● **Exercise data**:
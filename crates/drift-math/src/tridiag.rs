// ─────────────────────────────────────────────────────────────────────
// SCPN Drift Core — Tridiag
// © 1998–2026 Miroslav Šotek. All rights reserved.
// Contact: www.anulum.li | protoscience@anulum.li
// ORCID: https://orcid.org/0009-0009-3560-0851
// License: GNU AGPL v3 | Commercial licensing available
// ─────────────────────────────────────────────────────────────────────
//! Thomas algorithm for complex tridiagonal systems.
//!
//! Used per azimuthal Fourier mode by the cylindrical Laplace inversion,
//! where the diagonal is real but the forcing is complex.

use drift_types::error::{DriftError, DriftResult};
use num_complex::Complex64;

/// Smallest pivot magnitude accepted before the system is declared singular.
const PIVOT_FLOOR: f64 = 1e-300;

/// Solve tridiagonal system Ax = d using the Thomas algorithm.
///
/// - `a`: sub-diagonal \[n\] (a\[0\] unused)
/// - `b`: main diagonal \[n\]
/// - `c`: super-diagonal \[n\] (c\[n-1\] unused)
/// - `d`: right-hand side \[n\]
///
/// Returns the solution vector, or `LinAlg` when a pivot vanishes.
pub fn thomas_solve_complex(
    a: &[f64],
    b: &[f64],
    c: &[f64],
    d: &[Complex64],
) -> DriftResult<Vec<Complex64>> {
    let n = d.len();
    if n == 0 {
        return Err(DriftError::LinAlg("tridiagonal system is empty".to_string()));
    }
    if a.len() != n || b.len() != n || c.len() != n {
        return Err(DriftError::LinAlg(format!(
            "tridiagonal band lengths a={}, b={}, c={} do not match rhs {n}",
            a.len(),
            b.len(),
            c.len()
        )));
    }

    let mut c_prime = vec![0.0; n];
    let mut d_prime = vec![Complex64::new(0.0, 0.0); n];

    // Forward sweep
    if b[0].abs() < PIVOT_FLOOR {
        return Err(DriftError::LinAlg("zero pivot at row 0".to_string()));
    }
    c_prime[0] = c[0] / b[0];
    d_prime[0] = d[0] / b[0];

    for i in 1..n {
        let den = b[i] - a[i] * c_prime[i - 1];
        if den.abs() < PIVOT_FLOOR {
            return Err(DriftError::LinAlg(format!("zero pivot at row {i}")));
        }
        if i < n - 1 {
            c_prime[i] = c[i] / den;
        }
        d_prime[i] = (d[i] - d_prime[i - 1] * a[i]) / den;
    }

    // Back substitution
    let mut x = vec![Complex64::new(0.0, 0.0); n];
    x[n - 1] = d_prime[n - 1];
    for i in (0..n - 1).rev() {
        x[i] = d_prime[i] - x[i + 1] * c_prime[i];
    }

    Ok(x)
}
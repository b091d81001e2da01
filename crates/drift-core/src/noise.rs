// ─────────────────────────────────────────────────────────────────────
// SCPN Drift Core — Initial Density Noise
// © 1998–2026 Miroslav Šotek. All rights reserved.
// Contact: www.anulum.li | protoscience@anulum.li
// ORCID: https://orcid.org/0009-0009-3560-0851
// License: GNU AGPL v3 | Commercial licensing available
// ─────────────────────────────────────────────────────────────────────
//! One-shot azimuthal perturbation of ln n on the first evaluation.
//!
//! Every resolved mode `1 ≤ m < nz/2` gets equal amplitude and a random
//! phase drawn from a seeded ChaCha8 stream, so a given seed always
//! reproduces the same perturbation.

use drift_types::config::{NoiseConfig, Switches};
use drift_types::field::Field3D;
use drift_types::mesh::Mesh3D;
use rand::{Rng, SeedableRng};
use rand_chacha::ChaCha8Rng;
use rand_distr::Uniform;
use serde::{Deserialize, Serialize};
use std::f64::consts::{PI, TAU};

#[derive(Debug, Clone, Copy, PartialEq, Eq, Default, Serialize, Deserialize)]
pub enum NoiseState {
    #[default]
    Uninitialized,
    Applied,
}

#[derive(Debug, Clone, Copy, PartialEq, Eq, Default)]
pub enum StartMode {
    #[default]
    Fresh,
    Restart { noise_state: NoiseState },
}

#[derive(Debug, Clone)]
pub struct NoiseInjection {
    enabled: bool,
    amplitude: f64,
    seed: u64,
    state: NoiseState,
}

impl NoiseInjection {
    pub fn new(switches: &Switches, config: &NoiseConfig, start: StartMode) -> Self {
        let (enabled, state) = match start {
            StartMode::Fresh => (switches.include_noise, NoiseState::Uninitialized),
            StartMode::Restart { .. } if switches.include_noise && switches.force_add_noise => {
                log::info!("restart with forced noise: perturbation will be added again");
                (true, NoiseState::Uninitialized)
            }
            StartMode::Restart { noise_state } => {
                if switches.include_noise {
                    log::warn!(
                        "noise requested on restart without forceAddNoise; the restarted state is left unperturbed"
                    );
                }
                (false, noise_state)
            }
        };
        NoiseInjection {
            enabled,
            amplitude: config.amplitude,
            seed: config.seed,
            state,
        }
    }

    pub fn state(&self) -> NoiseState {
        self.state
    }

    pub fn is_enabled(&self) -> bool {
        self.enabled
    }

    /// True until the perturbation has been added once.
    pub fn pending(&self) -> bool {
        self.enabled && self.state == NoiseState::Uninitialized
    }

    /// `A · sin(πρ/L_x) · Σ_m cos(mθ + ϕ_m)` on the interior, zero in ghosts.
    pub fn perturbation(&self, mesh: &Mesh3D) -> Field3D {
        let mut rng = ChaCha8Rng::seed_from_u64(self.seed);
        let phases = Uniform::new(0.0, TAU);
        let modes: Vec<(f64, f64)> = (1..mesh.nz / 2)
            .map(|m| (m as f64, rng.sample(phases)))
            .collect();
        let mut out = Field3D::zeros(mesh, "noise");
        for i in mesh.xs() {
            let envelope = self.amplitude * (PI * mesh.rho[i] / mesh.lx).sin();
            for k in 0..mesh.nz {
                let theta = mesh.theta[k];
                let sum: f64 = modes.iter().map(|(m, ph)| (m * theta + ph).cos()).sum();
                for j in mesh.ys() {
                    out.set(i, j, k, envelope * sum);
                }
            }
        }
        out
    }

    /// Add the perturbation to `ln_n` if it is still pending.
    pub fn apply(&mut self, ln_n: &mut Field3D, mesh: &Mesh3D) -> bool {
        if !self.pending() {
            return false;
        }
        *ln_n += &self.perturbation(mesh);
        self.state = NoiseState::Applied;
        log::info!(
            "added azimuthal noise to {} (amplitude {:.3e}, seed {})",
            ln_n.name(),
            self.amplitude,
            self.seed
        );
        true
    }
}

#[cfg(test)]
mod tests {
    use super::*;

    fn mesh() -> Mesh3D {
        Mesh3D::new(8, 4, 16, 1.0, 1.0, 2, 2).unwrap()
    }

    fn switches(include: bool, force: bool) -> Switches {
        Switches {
            include_noise: include,
            force_add_noise: force,
            ..Switches::default()
        }
    }

    #[test]
    fn test_fresh_start_applies_once() {
        let m = mesh();
        let mut noise = NoiseInjection::new(&switches(true, false), &NoiseConfig::default(), StartMode::Fresh);
        let mut ln_n = Field3D::zeros(&m, "lnN");
        assert!(noise.apply(&mut ln_n, &m));
        let after_first = ln_n.clone();
        assert!(!noise.apply(&mut ln_n, &m));
        assert_eq!(ln_n, after_first);
        assert_eq!(noise.state(), NoiseState::Applied);
        assert!(ln_n.max_abs_interior(&m) > 0.0);
    }

    #[test]
    fn test_same_seed_same_perturbation() {
        let m = mesh();
        let config = NoiseConfig { amplitude: 1e-2, seed: 42 };
        let a = NoiseInjection::new(&switches(true, false), &config, StartMode::Fresh).perturbation(&m);
        let b = NoiseInjection::new(&switches(true, false), &config, StartMode::Fresh).perturbation(&m);
        assert_eq!(a, b);
        let other = NoiseConfig { amplitude: 1e-2, seed: 43 };
        let c = NoiseInjection::new(&switches(true, false), &other, StartMode::Fresh).perturbation(&m);
        assert_ne!(a, c);
    }

    #[test]
    fn test_perturbation_has_no_mean_and_zero_ghosts() {
        let m = mesh();
        let noise = NoiseInjection::new(&switches(true, false), &NoiseConfig::default(), StartMode::Fresh);
        let p = noise.perturbation(&m);
        for i in m.xs() {
            let mean: f64 = (0..m.nz).map(|k| p.get(i, 2, k)).sum::<f64>() / m.nz as f64;
            assert!(mean.abs() < 1e-15);
        }
        assert_eq!(p.get(0, 2, 3), 0.0);
        assert_eq!(p.get(m.x_first(), 0, 3), 0.0);
    }

    #[test]
    fn test_restart_without_force_disables() {
        let m = mesh();
        let start = StartMode::Restart {
            noise_state: NoiseState::Applied,
        };
        let mut noise = NoiseInjection::new(&switches(true, false), &NoiseConfig::default(), start);
        assert!(!noise.is_enabled());
        let mut ln_n = Field3D::zeros(&m, "lnN");
        assert!(!noise.apply(&mut ln_n, &m));
        assert_eq!(noise.state(), NoiseState::Applied);
    }

    #[test]
    fn test_restart_with_force_reapplies() {
        let m = mesh();
        let start = StartMode::Restart {
            noise_state: NoiseState::Applied,
        };
        let mut noise = NoiseInjection::new(&switches(true, true), &NoiseConfig::default(), start);
        assert!(noise.pending());
        let mut ln_n = Field3D::zeros(&m, "lnN");
        assert!(noise.apply(&mut ln_n, &m));
    }

    #[test]
    fn test_disabled_noise_never_applies() {
        let m = mesh();
        let mut noise = NoiseInjection::new(&switches(false, false), &NoiseConfig::default(), StartMode::Fresh);
        let mut ln_n = Field3D::constant(&m, "lnN", 0.5);
        assert!(!noise.apply(&mut ln_n, &m));
        assert_eq!(noise.state(), NoiseState::Uninitialized);
    }
}
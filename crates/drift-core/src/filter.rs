// ─────────────────────────────────────────────────────────────────────
// SCPN Drift Core — Azimuthal Mode Filter
// © 1998–2026 Miroslav Šotek. All rights reserved.
// Contact: www.anulum.li | protoscience@anulum.li
// ORCID: https://orcid.org/0009-0009-3560-0851
// License: GNU AGPL v3 | Commercial licensing available
// ─────────────────────────────────────────────────────────────────────
//! Spectral filtering of every (x, y) line along θ.

use drift_math::fft::AzimuthalFft;
use drift_types::config::{FilterConfig, FilterKind};
use drift_types::field::Field3D;
use drift_types::mesh::Mesh3D;
use ndarray::s;
use num_complex::Complex64;

pub trait AzimuthalFilter {
    fn filter(&self, field: &Field3D, mesh: &Mesh3D) -> Field3D;

    fn name(&self) -> &'static str;
}

pub fn create_filter(config: &FilterConfig, mesh: &Mesh3D) -> Box<dyn AzimuthalFilter> {
    match config.kind {
        FilterKind::NoFilter => Box::new(NoFilter),
        FilterKind::LowPass => Box::new(LowPassFilter::new(
            mesh.nz,
            config.resolved_cutoff(mesh.nz),
            config.min_mode,
        )),
    }
}

#[derive(Debug, Clone, Copy, Default)]
pub struct NoFilter;

impl AzimuthalFilter for NoFilter {
    fn filter(&self, field: &Field3D, _mesh: &Mesh3D) -> Field3D {
        field.clone()
    }

    fn name(&self) -> &'static str {
        "none"
    }
}

/// Keeps azimuthal modes `min_mode ≤ m ≤ cutoff`, zeroes the rest.
///
/// A line whose discarded content is already at round-off level is passed
/// through untouched, which makes the filter exactly idempotent.
#[derive(Debug, Clone)]
pub struct LowPassFilter {
    cutoff: usize,
    min_mode: usize,
    fft: AzimuthalFft,
}

impl LowPassFilter {
    pub fn new(nz: usize, cutoff: usize, min_mode: usize) -> Self {
        LowPassFilter {
            cutoff,
            min_mode,
            fft: AzimuthalFft::new(nz),
        }
    }

    pub fn cutoff(&self) -> usize {
        self.cutoff
    }

    pub fn min_mode(&self) -> usize {
        self.min_mode
    }

    fn keeps(&self, k: usize) -> bool {
        let m = self.fft.mode_number(k);
        m >= self.min_mode && m <= self.cutoff
    }

    /// `None` when the discarded modes are already at round-off level
    /// relative to the largest mode; the line is then returned untouched.
    ///
    /// The skip makes the filter linear only up to round-off: a sum of two
    /// lines may be transformed while one of its terms alone is not.
    fn filter_line(&self, line: &[f64]) -> Option<Vec<f64>> {
        let mut spectrum = self.fft.forward(line);
        let mut largest: f64 = 0.0;
        let mut removed: f64 = 0.0;
        for (k, c) in spectrum.iter().enumerate() {
            let norm = c.norm();
            largest = largest.max(norm);
            if !self.keeps(k) {
                removed = removed.max(norm);
            }
        }
        let floor = 64.0 * f64::EPSILON * self.fft.len() as f64 * largest;
        if removed <= floor {
            return None;
        }
        for (k, c) in spectrum.iter_mut().enumerate() {
            if !self.keeps(k) {
                *c = Complex64::new(0.0, 0.0);
            }
        }
        Some(self.fft.inverse(&spectrum))
    }
}

impl AzimuthalFilter for LowPassFilter {
    fn filter(&self, field: &Field3D, mesh: &Mesh3D) -> Field3D {
        let (sx, sy, _) = mesh.shape();
        let mut out = field.clone();
        for i in 0..sx {
            for j in 0..sy {
                let line = field.data().slice(s![i, j, ..]).to_vec();
                if let Some(filtered) = self.filter_line(&line) {
                    out.data_mut()
                        .slice_mut(s![i, j, ..])
                        .assign(&ndarray::ArrayView1::from(&filtered[..]));
                }
            }
        }
        out
    }

    fn name(&self) -> &'static str {
        "lowPass"
    }
}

● **Problem description**:
Return a word-for-word copy of the lines from the beginning of the listing to the line holding "is declared singular.", both kept.

● **Finished exercise**:
filename crates/drift-math/src/tridiag.rs
// ─────────────────────────────────────────────────────────────────────
// SCPN Drift Core — Tridiag
// © 1998–2026 Miroslav Šotek. All rights reserved.
// Contact: www.anulum.li | protoscience@anulum.li
// ORCID: https://orcid.org/0009-0009-3560-0851
// License: GNU AGPL v3 | Commercial licensing available
// ─────────────────────────────────────────────────────────────────────
//! Thomas algorithm for complex tridiagonal systems.
//!
//! Used per azimuthal Fourier mode by the cylindrical Laplace inversion,
//! where the diagonal is real but the forcing is complex.

use drift_types::error::{DriftError, DriftResult};
use num_complex::Complex64;

/// Smallest pivot magnitude accepted before the system is declared singular.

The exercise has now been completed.